# The records
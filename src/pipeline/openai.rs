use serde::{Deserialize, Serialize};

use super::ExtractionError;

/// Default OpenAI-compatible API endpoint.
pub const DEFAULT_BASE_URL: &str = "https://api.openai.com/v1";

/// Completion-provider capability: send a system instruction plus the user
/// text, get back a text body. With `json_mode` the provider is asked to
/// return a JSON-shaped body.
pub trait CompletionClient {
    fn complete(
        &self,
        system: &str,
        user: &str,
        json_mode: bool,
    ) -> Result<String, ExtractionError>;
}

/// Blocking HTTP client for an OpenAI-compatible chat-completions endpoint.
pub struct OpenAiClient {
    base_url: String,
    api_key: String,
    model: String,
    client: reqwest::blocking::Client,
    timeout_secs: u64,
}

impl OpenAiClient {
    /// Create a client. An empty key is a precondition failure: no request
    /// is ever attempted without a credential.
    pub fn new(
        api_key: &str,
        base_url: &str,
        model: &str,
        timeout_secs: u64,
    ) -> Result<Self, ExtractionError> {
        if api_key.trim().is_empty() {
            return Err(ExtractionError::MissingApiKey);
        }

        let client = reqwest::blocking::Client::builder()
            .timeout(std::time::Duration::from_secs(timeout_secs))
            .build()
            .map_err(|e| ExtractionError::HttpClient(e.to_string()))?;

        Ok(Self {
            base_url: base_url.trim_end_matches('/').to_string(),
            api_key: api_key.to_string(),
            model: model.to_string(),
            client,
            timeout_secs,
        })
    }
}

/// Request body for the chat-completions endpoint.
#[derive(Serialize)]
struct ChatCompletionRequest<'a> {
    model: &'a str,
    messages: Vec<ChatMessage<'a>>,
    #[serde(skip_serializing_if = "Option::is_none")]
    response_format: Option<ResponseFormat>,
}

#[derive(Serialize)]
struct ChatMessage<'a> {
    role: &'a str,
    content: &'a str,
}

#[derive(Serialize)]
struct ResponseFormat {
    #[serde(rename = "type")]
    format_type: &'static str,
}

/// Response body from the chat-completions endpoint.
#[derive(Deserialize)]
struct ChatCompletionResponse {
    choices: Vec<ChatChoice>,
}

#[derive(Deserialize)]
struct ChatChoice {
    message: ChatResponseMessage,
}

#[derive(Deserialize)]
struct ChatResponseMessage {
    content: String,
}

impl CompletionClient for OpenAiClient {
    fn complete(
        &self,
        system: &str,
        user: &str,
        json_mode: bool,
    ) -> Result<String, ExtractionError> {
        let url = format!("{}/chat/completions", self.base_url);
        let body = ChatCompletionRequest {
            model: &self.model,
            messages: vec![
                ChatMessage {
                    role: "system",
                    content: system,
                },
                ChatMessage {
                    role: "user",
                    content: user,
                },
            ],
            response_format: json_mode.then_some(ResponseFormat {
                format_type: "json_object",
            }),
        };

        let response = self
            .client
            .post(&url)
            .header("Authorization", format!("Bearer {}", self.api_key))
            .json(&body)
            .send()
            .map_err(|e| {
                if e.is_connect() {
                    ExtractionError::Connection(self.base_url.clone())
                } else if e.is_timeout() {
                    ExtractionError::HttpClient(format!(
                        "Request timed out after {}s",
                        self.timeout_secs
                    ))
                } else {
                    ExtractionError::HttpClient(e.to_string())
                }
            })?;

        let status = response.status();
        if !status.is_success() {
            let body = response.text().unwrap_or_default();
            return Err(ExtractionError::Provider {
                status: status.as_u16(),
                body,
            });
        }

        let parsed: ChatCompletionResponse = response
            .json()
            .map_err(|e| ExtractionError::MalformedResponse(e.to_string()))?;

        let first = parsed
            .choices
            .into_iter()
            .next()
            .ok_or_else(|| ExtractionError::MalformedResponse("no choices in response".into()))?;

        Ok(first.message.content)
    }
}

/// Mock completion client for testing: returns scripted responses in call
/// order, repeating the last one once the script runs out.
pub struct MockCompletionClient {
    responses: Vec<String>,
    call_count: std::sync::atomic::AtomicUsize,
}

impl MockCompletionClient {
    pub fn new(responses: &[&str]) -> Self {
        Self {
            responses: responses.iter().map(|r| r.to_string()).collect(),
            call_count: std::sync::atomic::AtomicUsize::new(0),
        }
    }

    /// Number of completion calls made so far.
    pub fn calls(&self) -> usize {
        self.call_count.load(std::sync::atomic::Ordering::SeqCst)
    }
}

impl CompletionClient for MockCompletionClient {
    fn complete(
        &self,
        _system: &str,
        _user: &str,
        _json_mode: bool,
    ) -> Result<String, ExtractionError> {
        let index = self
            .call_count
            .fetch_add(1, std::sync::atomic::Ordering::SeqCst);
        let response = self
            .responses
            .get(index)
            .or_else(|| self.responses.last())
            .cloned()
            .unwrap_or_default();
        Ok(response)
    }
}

# Task goal
Bring together all lines of the entries above in which the string "content" occurs.

# Solved problem
    content: &'a str,
    content: String,
                    content: system,
                    content: user,
        Ok(first.message.content)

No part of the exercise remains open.